Whichever reason it is, don’t worry, here are our handy dandy tips for getting real world magic experience; performing for real people. If you put your mind to it you can action these ideas in under 2 weeks, possibly even within 24 hours if the stars align!
First let’s look at performing for your friends and family. This group of people can provide you with a readily receptive audience who will give you the time of day and already respect you enough to put up with your early magic performances (for the most part). It is because of these reasons that performing magic for your friend’s and family doesn’t count as a real audience! Yes, you can try your routines on them and ask for their feedback and advice, but, no, they are generally not going to give you the blunt feedback that a real audience will give.
The first piece of advice we have for you is to buddy up with other magicians and find a local bar (which is not your own) and start performing strolling magic. For us we went out to a local city (Lichfield) and chose bars that were not too busy. The ones we had the most success in had a mid-range clientele, and also served food. Our strategy was to get ourselves a booth and order drinks/ food for ourselves. We would talk magic with each other and practice our sleights and routines around our table. From our position we could see around the bar and we kept a watchful eye out for groups who were looking like they could be receptive for Magic. If there was a table that looked like they were struggling with conversation, one of us would head over and introduce themselves. We would always ask if they wanted to see something we were working on (this removes the pressure for us to be good and the awkward pressure them to be impressed).
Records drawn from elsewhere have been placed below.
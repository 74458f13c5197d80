//! Unified error handling for ticketd.
//!
//! Every ticket or panel operation ends in a [`TicketResult`]. Errors are
//! recovered at the operation boundary: they carry a static code for metrics
//! labeling and a user-visible reply, and never take the process down.

use crate::db::DbError;
use crate::platform::{ChannelId, PlatformError, RoleId};
use thiserror::Error;

// ============================================================================
// Operation Errors
// ============================================================================

/// Something the operation needed could not be resolved.
#[derive(Debug, Clone, PartialEq, Eq)]
pub enum Missing {
    /// The clicked entry point no longer belongs to a panel.
    Panel,
    /// No panel with this id in the guild.
    PanelId(i64),
    /// The channel is not a ticket channel.
    Ticket,
    Role(RoleId),
    Category(ChannelId),
    Channel(ChannelId),
}

/// The actor is not allowed to perform the operation.
#[derive(Debug, Clone, Copy, PartialEq, Eq)]
pub enum Denied {
    /// Requires a support role or administrator.
    StaffOnly,
    /// Requires the ticket owner, a support role, or administrator.
    OwnerOrStaff,
    /// Only the ticket owner may confirm a close request.
    OwnerOnly,
    AdminOnly,
    /// Claims can only be released by their holder.
    NotClaimant,
}

/// A guard was violated; informational, not a fault.
#[derive(Debug, Clone, PartialEq, Eq)]
pub enum Conflict {
    /// The requester already holds an open ticket on this panel.
    AlreadyOpen { channel: Option<ChannelId> },
    AlreadyClosed,
    /// Reopen on a ticket that is not closed.
    NotClosed,
    /// Reopening would give the owner a second open ticket on the panel.
    OwnerHasOpenTicket,
    NotClaimable,
    /// Claims are only held on open tickets.
    TicketClosed,
    NotClaimed,
    InvalidName(String),
    /// A panel needs at least one support role.
    NoSupportRoles,
    NothingToUpdate,
}

/// Errors that can occur during ticket and panel operations.
#[derive(Debug, Error)]
pub enum TicketError {
    #[error("not found: {0:?}")]
    NotFound(Missing),

    #[error("permission denied: {0:?}")]
    PermissionDenied(Denied),

    #[error("conflict: {0:?}")]
    Conflict(Conflict),

    #[error("platform side effect failed: {0}")]
    Provisioning(#[from] PlatformError),

    #[error("store error: {0}")]
    Database(DbError),

    #[error("internal error: {0}")]
    Internal(String),
}

impl From<DbError> for TicketError {
    fn from(err: DbError) -> Self {
        match err {
            DbError::PanelNotFound(id) => TicketError::NotFound(Missing::PanelId(id)),
            DbError::TicketNotFound(_) => TicketError::NotFound(Missing::Ticket),
            DbError::OpenTicketExists(_) => {
                TicketError::Conflict(Conflict::AlreadyOpen { channel: None })
            }
            other => TicketError::Database(other),
        }
    }
}

impl TicketError {
    /// Get a static error code string for metrics labeling.
    #[inline]
    pub fn error_code(&self) -> &'static str {
        match self {
            Self::NotFound(_) => "not_found",
            Self::PermissionDenied(_) => "permission_denied",
            Self::Conflict(_) => "conflict",
            Self::Provisioning(_) => "provisioning_failure",
            Self::Database(_) => "database_error",
            Self::Internal(_) => "internal_error",
        }
    }

    /// Whether this is an unexpected fault rather than a guarded outcome.
    pub fn is_fault(&self) -> bool {
        matches!(self, Self::Database(_) | Self::Internal(_))
    }

    /// Reply shown to the actor. Faults get a generic message.
    pub fn user_message(&self) -> String {
        match self {
            Self::NotFound(missing) => match missing {
                Missing::Panel => "This ticket panel is outdated.".to_string(),
                Missing::PanelId(id) => format!("No panel with id `{id}` exists in this server."),
                Missing::Ticket => "This command can only be used in a ticket channel.".to_string(),
                Missing::Role(role) => format!(
                    "Configuration error: support role {} not found.",
                    role.mention()
                ),
                Missing::Category(category) => {
                    format!("Configuration error: category `{category}` not found.")
                }
                Missing::Channel(channel) => {
                    format!("Configuration error: channel {} not found.", channel.mention())
                }
            },
            Self::PermissionDenied(denied) => match denied {
                Denied::StaffOnly => "You do not have permission to use this command.".to_string(),
                Denied::OwnerOrStaff => {
                    "Only the ticket owner or staff members can close this ticket.".to_string()
                }
                Denied::OwnerOnly => "Only the ticket owner can use this button.".to_string(),
                Denied::AdminOnly => "Only administrators can manage ticket panels.".to_string(),
                Denied::NotClaimant => "Only the staff member holding the claim can release it.".to_string(),
            },
            Self::Conflict(conflict) => match conflict {
                Conflict::AlreadyOpen { channel: Some(channel) } => format!(
                    "You already have an open ticket from this panel: {}",
                    channel.mention()
                ),
                Conflict::AlreadyOpen { channel: None } => {
                    "You already have an open ticket from this panel.".to_string()
                }
                Conflict::AlreadyClosed => "This is not an open ticket.".to_string(),
                Conflict::NotClosed => "This is not a closed ticket.".to_string(),
                Conflict::OwnerHasOpenTicket => {
                    "The ticket owner already has another open ticket from this panel.".to_string()
                }
                Conflict::NotClaimable => {
                    "This ticket panel does not support claiming.".to_string()
                }
                Conflict::TicketClosed => "Closed tickets cannot be claimed.".to_string(),
                Conflict::NotClaimed => "This ticket is not claimed.".to_string(),
                Conflict::InvalidName(reason) => format!("Invalid name: {reason}"),
                Conflict::NoSupportRoles => "A panel needs at least one support role.".to_string(),
                Conflict::NothingToUpdate => "Nothing to update.".to_string(),
            },
            Self::Provisioning(PlatformError::Forbidden(_)) => {
                "I lack the permissions needed to do that here.".to_string()
            }
            Self::Provisioning(_) => {
                "The platform rejected the request. Please try again later.".to_string()
            }
            Self::Database(_) | Self::Internal(_) => {
                "Something went wrong. Please try again later.".to_string()
            }
        }
    }
}

/// Result type for ticket and panel operations.
pub type TicketResult<T> = Result<T, TicketError>;
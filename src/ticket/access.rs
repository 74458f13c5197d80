//! Who may do what to a ticket.

use crate::db::{Panel, Ticket};
use crate::error::{Denied, TicketError, TicketResult};
use crate::platform::{RoleId, UserId};

/// The user behind an interaction, with the standing needed for access checks.
#[derive(Debug, Clone, PartialEq, Eq)]
pub struct Actor {
    pub user_id: UserId,
    pub roles: Vec<RoleId>,
    pub is_admin: bool,
}

impl Actor {
    pub fn new(user_id: UserId, roles: Vec<RoleId>, is_admin: bool) -> Self {
        Self {
            user_id,
            roles,
            is_admin,
        }
    }

    /// Holder of one of the panel's support roles, or an administrator.
    pub fn is_staff(&self, panel: &Panel) -> bool {
        self.is_admin || panel.has_support_role(&self.roles)
    }

    pub fn require_staff(&self, panel: &Panel) -> TicketResult<()> {
        if self.is_staff(panel) {
            Ok(())
        } else {
            Err(TicketError::PermissionDenied(Denied::StaffOnly))
        }
    }

    pub fn require_owner_or_staff(&self, panel: &Panel, ticket: &Ticket) -> TicketResult<()> {
        if ticket.owner_id == self.user_id || self.is_staff(panel) {
            Ok(())
        } else {
            Err(TicketError::PermissionDenied(Denied::OwnerOrStaff))
        }
    }

    pub fn require_owner(&self, ticket: &Ticket) -> TicketResult<()> {
        if ticket.owner_id == self.user_id {
            Ok(())
        } else {
            Err(TicketError::PermissionDenied(Denied::OwnerOnly))
        }
    }

    pub fn require_admin(&self) -> TicketResult<()> {
        if self.is_admin {
            Ok(())
        } else {
            Err(TicketError::PermissionDenied(Denied::AdminOnly))
        }
    }
}
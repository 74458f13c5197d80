//! Discord implementation of [`Platform`] over serenity's HTTP client.

use super::{
    Access, Attachment, Button, ButtonStyle, ChannelId, ChannelSpec, Embed, GuildId,
    HistoryEntry, MessageId, OutgoingMessage, Overwrite, Platform, PlatformError, RoleId, Target,
    UserId,
};
use async_trait::async_trait;
use chrono::DateTime;
use serenity::all::{
    ButtonStyle as DiscordButtonStyle, ChannelType, CreateActionRow, CreateAttachment,
    CreateButton, CreateChannel, CreateEmbed, CreateMessage, EditChannel, EditMessage,
    GetMessages, Http, HttpError, Message, PermissionOverwrite, PermissionOverwriteType,
    Permissions,
};
use serenity::model::id as discord;
use std::sync::Arc;
use tracing::debug;

/// Page size of the message history endpoint.
const HISTORY_PAGE: u8 = 100;

fn guild_id(id: GuildId) -> discord::GuildId {
    discord::GuildId::new(id.get())
}

fn channel_id(id: ChannelId) -> discord::ChannelId {
    discord::ChannelId::new(id.get())
}

fn message_id(id: MessageId) -> discord::MessageId {
    discord::MessageId::new(id.get())
}

fn classify(context: &str, err: serenity::Error) -> PlatformError {
    if let serenity::Error::Http(HttpError::UnsuccessfulRequest(response)) = &err {
        match response.status_code.as_u16() {
            403 => {
                return PlatformError::Forbidden(format!("{context}: {}", response.error.message));
            }
            404 => return PlatformError::NotFound(context.to_string()),
            _ => {}
        }
    }
    PlatformError::Request(format!("{context}: {err}"))
}

/// (allow, deny) for an access level.
fn permissions(access: Access) -> (Permissions, Permissions) {
    let view = Permissions::VIEW_CHANNEL | Permissions::READ_MESSAGE_HISTORY;
    match access {
        Access::Hidden => (Permissions::empty(), Permissions::VIEW_CHANNEL),
        Access::View => (view, Permissions::empty()),
        Access::ReadOnly => (view, Permissions::SEND_MESSAGES),
        Access::ReadWrite => (
            view | Permissions::SEND_MESSAGES | Permissions::ATTACH_FILES | Permissions::EMBED_LINKS,
            Permissions::empty(),
        ),
    }
}

/// `@everyone` is the role whose id equals the guild id.
fn overwrite_kind(guild: GuildId, target: Target) -> PermissionOverwriteType {
    match target {
        Target::Everyone => PermissionOverwriteType::Role(discord::RoleId::new(guild.get())),
        Target::Member(user) => PermissionOverwriteType::Member(discord::UserId::new(user.get())),
        Target::Role(role) => PermissionOverwriteType::Role(discord::RoleId::new(role.get())),
    }
}

fn permission_overwrite(guild: GuildId, overwrite: Overwrite) -> PermissionOverwrite {
    let (allow, deny) = permissions(overwrite.access);
    PermissionOverwrite {
        allow,
        deny,
        kind: overwrite_kind(guild, overwrite.target),
    }
}

pub(crate) fn create_embed(embed: &Embed) -> CreateEmbed {
    let mut builder = CreateEmbed::new().colour(embed.color);
    if let Some(title) = &embed.title {
        builder = builder.title(title);
    }
    if let Some(description) = &embed.description {
        builder = builder.description(description);
    }
    for field in &embed.fields {
        builder = builder.field(&field.name, &field.value, field.inline);
    }
    builder
}

fn create_button(button: &Button) -> CreateButton {
    let style = match button.style {
        ButtonStyle::Primary => DiscordButtonStyle::Primary,
        ButtonStyle::Secondary => DiscordButtonStyle::Secondary,
        ButtonStyle::Success => DiscordButtonStyle::Success,
        ButtonStyle::Danger => DiscordButtonStyle::Danger,
    };
    let mut builder = CreateButton::new(button.custom_id)
        .label(&button.label)
        .style(style);
    if let Some(emoji) = button.emoji {
        builder = builder.emoji(emoji);
    }
    builder
}

fn action_rows(buttons: &[Button]) -> Vec<CreateActionRow> {
    if buttons.is_empty() {
        return Vec::new();
    }
    vec![CreateActionRow::Buttons(
        buttons.iter().map(create_button).collect(),
    )]
}

pub(crate) async fn create_attachment(attachment: &Attachment) -> Result<CreateAttachment, PlatformError> {
    let bytes = tokio::fs::read(&attachment.path).await?;
    Ok(CreateAttachment::bytes(bytes, attachment.filename.clone()))
}

fn history_entry(message: Message) -> HistoryEntry {
    HistoryEntry {
        author_avatar: message.author.avatar_url(),
        author_name: message.author.name,
        sent_at: DateTime::from_timestamp(message.timestamp.unix_timestamp(), 0).unwrap_or_default(),
        content: message.content,
        attachments: message.attachments.into_iter().map(|a| a.url).collect(),
        embeds: message
            .embeds
            .into_iter()
            .map(|e| (e.title, e.description))
            .collect(),
    }
}

/// Talks to Discord's REST API.
pub struct DiscordPlatform {
    http: Arc<Http>,
    bot_user: UserId,
}

impl DiscordPlatform {
    /// Create the client and look up the bot's own user.
    pub async fn connect(token: &str) -> Result<Self, PlatformError> {
        let http = Arc::new(Http::new(token));
        let me = http
            .get_current_user()
            .await
            .map_err(|e| classify("current user", e))?;
        debug!(user = %me.name, id = %me.id, "Resolved bot user");
        Ok(Self {
            http,
            bot_user: UserId(me.id.get()),
        })
    }

    async fn guild_of(&self, channel: ChannelId) -> Result<GuildId, PlatformError> {
        channel_id(channel)
            .to_channel(&self.http)
            .await
            .map_err(|e| classify("channel", e))?
            .guild()
            .map(|c| GuildId(c.guild_id.get()))
            .ok_or_else(|| PlatformError::NotFound(format!("guild channel {channel}")))
    }

    async fn channel_kind(
        &self,
        guild: GuildId,
        channel: ChannelId,
    ) -> Result<Option<ChannelType>, PlatformError> {
        let channels = guild_id(guild)
            .channels(&self.http)
            .await
            .map_err(|e| classify("guild channels", e))?;
        Ok(channels.get(&channel_id(channel)).map(|c| c.kind))
    }
}

#[async_trait]
impl Platform for DiscordPlatform {
    fn bot_user(&self) -> UserId {
        self.bot_user
    }

    async fn create_channel(
        &self,
        guild: GuildId,
        spec: ChannelSpec,
    ) -> Result<ChannelId, PlatformError> {
        let overwrites: Vec<_> = spec
            .overwrites
            .iter()
            .map(|o| permission_overwrite(guild, *o))
            .collect();
        let builder = CreateChannel::new(spec.name)
            .kind(ChannelType::Text)
            .category(channel_id(spec.parent))
            .permissions(overwrites);
        let created = guild_id(guild)
            .create_channel(&self.http, builder)
            .await
            .map_err(|e| classify("create channel", e))?;
        Ok(ChannelId(created.id.get()))
    }

    async fn rename_channel(&self, channel: ChannelId, name: &str) -> Result<(), PlatformError> {
        channel_id(channel)
            .edit(&self.http, EditChannel::new().name(name))
            .await
            .map_err(|e| classify("rename channel", e))?;
        Ok(())
    }

    async fn set_overwrite(
        &self,
        channel: ChannelId,
        overwrite: Overwrite,
    ) -> Result<(), PlatformError> {
        let guild = match overwrite.target {
            Target::Everyone => self.guild_of(channel).await?,
            // Only @everyone derives its id from the guild.
            _ => GuildId(0),
        };
        channel_id(channel)
            .create_permission(&self.http, permission_overwrite(guild, overwrite))
            .await
            .map_err(|e| classify("set permissions", e))
    }

    async fn clear_overwrite(
        &self,
        channel: ChannelId,
        target: Target,
    ) -> Result<(), PlatformError> {
        let guild = match target {
            Target::Everyone => self.guild_of(channel).await?,
            _ => GuildId(0),
        };
        channel_id(channel)
            .delete_permission(&self.http, overwrite_kind(guild, target))
            .await
            .map_err(|e| classify("clear permissions", e))
    }

    async fn delete_channel(&self, channel: ChannelId) -> Result<(), PlatformError> {
        channel_id(channel)
            .delete(&self.http)
            .await
            .map_err(|e| classify("delete channel", e))?;
        Ok(())
    }

    async fn send_message(
        &self,
        channel: ChannelId,
        message: OutgoingMessage,
    ) -> Result<MessageId, PlatformError> {
        let mut builder = CreateMessage::new().components(action_rows(&message.buttons));
        if let Some(content) = message.content {
            builder = builder.content(content);
        }
        if let Some(embed) = &message.embed {
            builder = builder.embed(create_embed(embed));
        }
        if let Some(attachment) = &message.attachment {
            builder = builder.add_file(create_attachment(attachment).await?);
        }
        let sent = channel_id(channel)
            .send_message(&self.http, builder)
            .await
            .map_err(|e| classify("send message", e))?;
        Ok(MessageId(sent.id.get()))
    }

    async fn edit_message(
        &self,
        channel: ChannelId,
        message: MessageId,
        replacement: OutgoingMessage,
    ) -> Result<(), PlatformError> {
        let builder = EditMessage::new()
            .content(replacement.content.unwrap_or_default())
            .embeds(replacement.embed.iter().map(create_embed).collect())
            .components(action_rows(&replacement.buttons));
        channel_id(channel)
            .edit_message(&self.http, message_id(message), builder)
            .await
            .map_err(|e| classify("edit message", e))?;
        Ok(())
    }

    async fn delete_message(
        &self,
        channel: ChannelId,
        message: MessageId,
    ) -> Result<(), PlatformError> {
        channel_id(channel)
            .delete_message(&self.http, message_id(message))
            .await
            .map_err(|e| classify("delete message", e))
    }

    async fn role_exists(&self, guild: GuildId, role: RoleId) -> Result<bool, PlatformError> {
        let roles = guild_id(guild)
            .roles(&self.http)
            .await
            .map_err(|e| classify("guild roles", e))?;
        Ok(roles.contains_key(&discord::RoleId::new(role.get())))
    }

    async fn category_exists(
        &self,
        guild: GuildId,
        channel: ChannelId,
    ) -> Result<bool, PlatformError> {
        Ok(self.channel_kind(guild, channel).await? == Some(ChannelType::Category))
    }

    async fn text_channel_exists(
        &self,
        guild: GuildId,
        channel: ChannelId,
    ) -> Result<bool, PlatformError> {
        Ok(matches!(
            self.channel_kind(guild, channel).await?,
            Some(ChannelType::Text | ChannelType::News)
        ))
    }

    async fn channel_name(&self, channel: ChannelId) -> Result<String, PlatformError> {
        channel_id(channel)
            .to_channel(&self.http)
            .await
            .map_err(|e| classify("channel", e))?
            .guild()
            .map(|c| c.name)
            .ok_or_else(|| PlatformError::NotFound(format!("guild channel {channel}")))
    }

    async fn channel_history(&self, channel: ChannelId) -> Result<Vec<HistoryEntry>, PlatformError> {
        let mut messages: Vec<Message> = Vec::new();
        let mut before = None;
        loop {
            let mut request = GetMessages::new().limit(HISTORY_PAGE);
            if let Some(oldest) = before {
                request = request.before(oldest);
            }
            let page = channel_id(channel)
                .messages(&self.http, request)
                .await
                .map_err(|e| classify("channel history", e))?;
            let full = page.len() == usize::from(HISTORY_PAGE);
            before = page.last().map(|m| m.id);
            messages.extend(page);
            if !full {
                break;
            }
        }
        // Pages arrive newest first.
        messages.reverse();
        Ok(messages.into_iter().map(history_entry).collect())
    }
}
If the answer was positive then whoever had done the introduction performed a quick routine they were working on. After the piece of magic you will be able to judge if the audience will be receptive for more. If they are then we would often introduce another member of our little team and they would show something as well. If the table was not receptive, thank them and move on. After each table we would retire to our own spot and jam again; talking about what went well and what we could improve. This way we were able to engage with multiple magic performance and get feedback from our peers many times in one night.
Another good thing about setting yourself up at a table like this is that sometimes people would spot us and ask to join us.
Once you have been accepted by a table, or if people are coming to join you, then the world is your oyster – perform all the routines you like!
Another benefit of performing magic like this, when we were beginners, was that we all knew each others material and started to bounce off each other. There were times when we instinctively started sticking cards on windows for each other, forcing cards that could be used as call backs for later routines, palming off signed cards for each other under the guise of shuffling and then hiding them across the bar… If you surround yourself with fellow magicians then you will learn very quickly and become more creative while getting real world experience performing magic for real people.
The next piece of advice is looking for a charity you can perform for. Use social media to find out which charities are holding fund-raising nights near you and contact them offering you or services. You should find that on Facebook alone there are a lot of local charities holding events. Drop them a message, or even better give them a call, and offer your services for free as a magician. This way you can get experience performing magic in front of a real audience without the pressure of a paid gig, and you get the feel good factor of helping someone out at the same time.
For charities you can search Facebook’s events. you can also Google larger charities to see which charities are based near you or have a local presence. Also keep your eyes open for charity donation boxes – our barbershop has a charity box for a local family charity, contact these and offer you or services. Our local Tesco and Costa both have a community notice board in them with local events and charities. Scout out these notice boards for charitable causes and your list of leads for Magic will increase.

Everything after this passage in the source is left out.